• EXERCISE BRIEF: Show all lines of the listing that contain the word "working".
---------- TASK INPUT
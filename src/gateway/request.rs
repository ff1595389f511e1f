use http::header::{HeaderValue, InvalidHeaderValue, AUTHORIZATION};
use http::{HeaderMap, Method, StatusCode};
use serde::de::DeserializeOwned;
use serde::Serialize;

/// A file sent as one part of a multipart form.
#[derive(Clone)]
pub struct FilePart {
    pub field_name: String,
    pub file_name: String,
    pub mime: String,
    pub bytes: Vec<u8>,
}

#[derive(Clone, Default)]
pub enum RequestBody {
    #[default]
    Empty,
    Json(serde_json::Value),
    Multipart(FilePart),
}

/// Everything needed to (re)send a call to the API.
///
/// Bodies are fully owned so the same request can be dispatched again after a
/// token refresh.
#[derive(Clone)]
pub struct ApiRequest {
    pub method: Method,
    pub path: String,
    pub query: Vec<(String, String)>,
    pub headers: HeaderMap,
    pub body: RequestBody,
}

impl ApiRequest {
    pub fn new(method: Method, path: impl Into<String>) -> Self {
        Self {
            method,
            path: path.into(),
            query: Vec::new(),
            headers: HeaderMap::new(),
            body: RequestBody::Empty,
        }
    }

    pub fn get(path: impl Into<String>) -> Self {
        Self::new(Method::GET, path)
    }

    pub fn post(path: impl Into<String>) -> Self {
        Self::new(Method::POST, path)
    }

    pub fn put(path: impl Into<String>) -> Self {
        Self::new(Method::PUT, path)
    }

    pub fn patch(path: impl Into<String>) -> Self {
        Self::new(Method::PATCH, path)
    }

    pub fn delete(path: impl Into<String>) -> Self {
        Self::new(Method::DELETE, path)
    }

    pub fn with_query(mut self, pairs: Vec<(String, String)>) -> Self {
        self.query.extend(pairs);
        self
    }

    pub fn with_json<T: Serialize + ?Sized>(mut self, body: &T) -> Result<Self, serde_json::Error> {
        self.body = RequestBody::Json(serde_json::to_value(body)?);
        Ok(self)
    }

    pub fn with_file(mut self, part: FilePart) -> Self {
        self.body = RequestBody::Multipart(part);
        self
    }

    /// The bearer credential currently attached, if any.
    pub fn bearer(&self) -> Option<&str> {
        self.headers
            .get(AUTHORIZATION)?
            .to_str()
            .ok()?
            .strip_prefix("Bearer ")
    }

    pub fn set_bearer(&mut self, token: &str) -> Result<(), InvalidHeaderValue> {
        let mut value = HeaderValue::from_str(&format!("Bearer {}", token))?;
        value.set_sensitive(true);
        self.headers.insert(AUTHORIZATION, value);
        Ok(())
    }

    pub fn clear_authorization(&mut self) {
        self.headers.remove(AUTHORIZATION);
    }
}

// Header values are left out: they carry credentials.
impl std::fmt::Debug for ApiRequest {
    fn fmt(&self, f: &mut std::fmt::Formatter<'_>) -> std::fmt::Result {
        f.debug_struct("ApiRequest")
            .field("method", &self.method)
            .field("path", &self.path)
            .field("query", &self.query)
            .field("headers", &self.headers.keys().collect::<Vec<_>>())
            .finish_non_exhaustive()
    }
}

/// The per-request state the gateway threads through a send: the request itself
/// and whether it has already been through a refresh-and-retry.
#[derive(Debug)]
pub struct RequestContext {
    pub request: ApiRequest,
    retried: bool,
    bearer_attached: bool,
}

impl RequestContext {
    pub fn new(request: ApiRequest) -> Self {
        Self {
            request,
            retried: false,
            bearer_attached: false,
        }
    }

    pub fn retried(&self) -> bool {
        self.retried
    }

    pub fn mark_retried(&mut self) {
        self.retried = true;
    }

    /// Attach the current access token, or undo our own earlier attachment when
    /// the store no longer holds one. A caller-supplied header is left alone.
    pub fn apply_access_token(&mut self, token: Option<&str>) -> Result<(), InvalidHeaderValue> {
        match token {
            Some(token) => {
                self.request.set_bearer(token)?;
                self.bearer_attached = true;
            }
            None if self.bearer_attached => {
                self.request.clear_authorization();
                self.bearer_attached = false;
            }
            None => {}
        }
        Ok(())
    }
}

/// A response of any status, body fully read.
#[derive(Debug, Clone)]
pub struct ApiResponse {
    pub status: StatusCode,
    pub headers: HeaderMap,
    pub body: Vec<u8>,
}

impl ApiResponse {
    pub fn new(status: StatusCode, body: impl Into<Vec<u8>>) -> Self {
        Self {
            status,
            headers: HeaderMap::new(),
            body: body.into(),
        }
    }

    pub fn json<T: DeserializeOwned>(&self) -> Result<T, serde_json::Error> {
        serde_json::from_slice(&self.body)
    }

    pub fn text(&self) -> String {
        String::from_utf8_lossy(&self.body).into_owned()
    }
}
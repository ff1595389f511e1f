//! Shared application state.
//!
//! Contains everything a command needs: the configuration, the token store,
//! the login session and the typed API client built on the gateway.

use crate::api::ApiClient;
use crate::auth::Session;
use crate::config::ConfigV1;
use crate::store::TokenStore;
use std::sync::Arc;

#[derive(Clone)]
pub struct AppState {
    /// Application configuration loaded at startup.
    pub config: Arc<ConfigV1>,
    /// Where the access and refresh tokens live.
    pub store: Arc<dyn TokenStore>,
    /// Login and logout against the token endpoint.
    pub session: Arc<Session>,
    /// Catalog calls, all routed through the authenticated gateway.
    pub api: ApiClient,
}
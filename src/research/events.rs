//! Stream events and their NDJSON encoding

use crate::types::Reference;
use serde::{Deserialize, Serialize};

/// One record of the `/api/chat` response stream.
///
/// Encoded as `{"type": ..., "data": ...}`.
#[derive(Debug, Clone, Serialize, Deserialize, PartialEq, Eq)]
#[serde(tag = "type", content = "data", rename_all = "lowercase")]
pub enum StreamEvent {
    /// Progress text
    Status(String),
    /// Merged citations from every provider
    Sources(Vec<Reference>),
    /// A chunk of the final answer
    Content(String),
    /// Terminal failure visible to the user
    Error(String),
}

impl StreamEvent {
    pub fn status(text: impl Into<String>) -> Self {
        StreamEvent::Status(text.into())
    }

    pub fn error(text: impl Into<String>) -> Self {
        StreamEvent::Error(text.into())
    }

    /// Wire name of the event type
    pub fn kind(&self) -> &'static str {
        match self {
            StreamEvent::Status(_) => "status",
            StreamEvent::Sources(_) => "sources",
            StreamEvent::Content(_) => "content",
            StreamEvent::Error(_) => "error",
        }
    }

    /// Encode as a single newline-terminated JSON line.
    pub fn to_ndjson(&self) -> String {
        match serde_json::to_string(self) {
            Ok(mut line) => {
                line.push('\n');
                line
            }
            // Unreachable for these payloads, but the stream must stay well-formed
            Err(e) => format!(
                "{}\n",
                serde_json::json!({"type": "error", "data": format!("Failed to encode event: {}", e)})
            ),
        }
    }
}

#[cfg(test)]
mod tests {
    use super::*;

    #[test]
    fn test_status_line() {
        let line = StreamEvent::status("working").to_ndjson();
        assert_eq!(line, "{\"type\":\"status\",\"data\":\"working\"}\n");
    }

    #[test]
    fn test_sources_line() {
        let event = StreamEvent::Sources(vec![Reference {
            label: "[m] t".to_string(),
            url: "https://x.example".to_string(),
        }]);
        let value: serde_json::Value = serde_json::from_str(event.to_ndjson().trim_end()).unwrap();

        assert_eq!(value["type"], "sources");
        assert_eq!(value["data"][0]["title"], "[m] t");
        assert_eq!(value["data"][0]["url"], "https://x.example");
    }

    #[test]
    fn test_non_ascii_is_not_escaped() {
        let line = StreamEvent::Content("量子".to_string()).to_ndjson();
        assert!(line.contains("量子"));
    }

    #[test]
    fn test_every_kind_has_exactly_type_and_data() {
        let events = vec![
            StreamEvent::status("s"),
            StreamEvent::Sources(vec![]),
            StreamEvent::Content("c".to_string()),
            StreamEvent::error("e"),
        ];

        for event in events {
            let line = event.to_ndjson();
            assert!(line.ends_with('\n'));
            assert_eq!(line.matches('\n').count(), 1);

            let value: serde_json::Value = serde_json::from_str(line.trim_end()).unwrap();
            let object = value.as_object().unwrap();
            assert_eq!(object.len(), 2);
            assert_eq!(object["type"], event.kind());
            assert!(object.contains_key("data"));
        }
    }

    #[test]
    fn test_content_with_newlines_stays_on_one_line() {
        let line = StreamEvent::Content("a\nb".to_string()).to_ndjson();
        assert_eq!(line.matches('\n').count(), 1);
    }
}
--------------------
• WORKED SOLUTION:
        let line = StreamEvent::status("working").to_ndjson();
        assert_eq!(line, "{\"type\":\"status\",\"data\":\"working\"}\n");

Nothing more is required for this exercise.